▶ _About this task_:
Sift through the material below and return the lines with "usize".

▶ _Given information_:
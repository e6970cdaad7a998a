//! KDL configuration parsing for Hookline.
//!
//! This crate handles parsing of:
//! - Integration configs (one repository, its job pools and run settings)
//! - Server configuration
//! - Loading a directory of integration configs into a store

pub mod error;
pub mod integration;
mod nodes;
pub mod store;
pub mod system;

pub use error::{ConfigError, ConfigResult};
pub use integration::{parse_integration_config, pattern_warnings};
pub use store::ConfigStore;
pub use system::{ServerConfig, SinkBackend, parse_server_config};
//! In-memory job sink.

use async_trait::async_trait;
use hookline_core::run::IntegrationJob;
use hookline_core::{Error, JobSink, Result};
use std::collections::VecDeque;
use std::sync::{Mutex, MutexGuard};
use tracing::debug;

/// Jobs retained by [`InMemorySink::new`].
pub const DEFAULT_CAPACITY: usize = 1024;

/// Keeps the most recent created jobs in memory, in creation order.
///
/// Meant for development and tests. Once `capacity` jobs are held the oldest
/// is evicted, so name conflicts are only detected among retained jobs.
/// Rejects a job whose namespace and name are already taken, like an API
/// server would.
#[derive(Debug)]
pub struct InMemorySink {
    jobs: Mutex<VecDeque<IntegrationJob>>,
    capacity: usize,
}

impl Default for InMemorySink {
    fn default() -> Self {
        Self::with_capacity(DEFAULT_CAPACITY)
    }
}

impl InMemorySink {
    pub fn new() -> Self {
        Self::default()
    }

    /// A sink retaining at most `capacity` jobs (at least one).
    pub fn with_capacity(capacity: usize) -> Self {
        Self {
            jobs: Mutex::new(VecDeque::new()),
            capacity: capacity.max(1),
        }
    }

    fn lock(&self) -> Result<MutexGuard<'_, VecDeque<IntegrationJob>>> {
        self.jobs
            .lock()
            .map_err(|_| Error::Internal("in-memory sink lock poisoned".to_string()))
    }

    /// Snapshot of every created job.
    pub fn jobs(&self) -> Vec<IntegrationJob> {
        self.lock()
            .map(|jobs| jobs.iter().cloned().collect())
            .unwrap_or_default()
    }

    pub fn get(&self, namespace: &str, name: &str) -> Option<IntegrationJob> {
        self.lock().ok().and_then(|jobs| {
            jobs.iter()
                .find(|j| j.metadata.namespace == namespace && j.metadata.name == name)
                .cloned()
        })
    }

    pub fn len(&self) -> usize {
        self.lock().map(|jobs| jobs.len()).unwrap_or_default()
    }

    pub fn is_empty(&self) -> bool {
        self.len() == 0
    }
}

#[async_trait]
impl JobSink for InMemorySink {
    fn name(&self) -> &'static str {
        "memory"
    }

    async fn create(&self, job: &IntegrationJob) -> Result<()> {
        let mut jobs = self.lock()?;
        let taken = jobs.iter().any(|j| {
            j.metadata.namespace == job.metadata.namespace && j.metadata.name == job.metadata.name
        });
        if taken {
            return Err(Error::Conflict(format!(
                "integration job {}/{} already exists",
                job.metadata.namespace, job.metadata.name
            )));
        }

        if jobs.len() >= self.capacity {
            if let Some(evicted) = jobs.pop_front() {
                debug!(namespace = %evicted.metadata.namespace, name = %evicted.metadata.name, "Evicted integration job");
            }
        }
        debug!(namespace = %job.metadata.namespace, name = %job.metadata.name, "Stored integration job");
        jobs.push_back(job.clone());
        Ok(())
    }
}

▶ _Solution to the exercise_:
pub const DEFAULT_CAPACITY: usize = 1024;
    capacity: usize,
    pub fn with_capacity(capacity: usize) -> Self {
    pub fn len(&self) -> usize {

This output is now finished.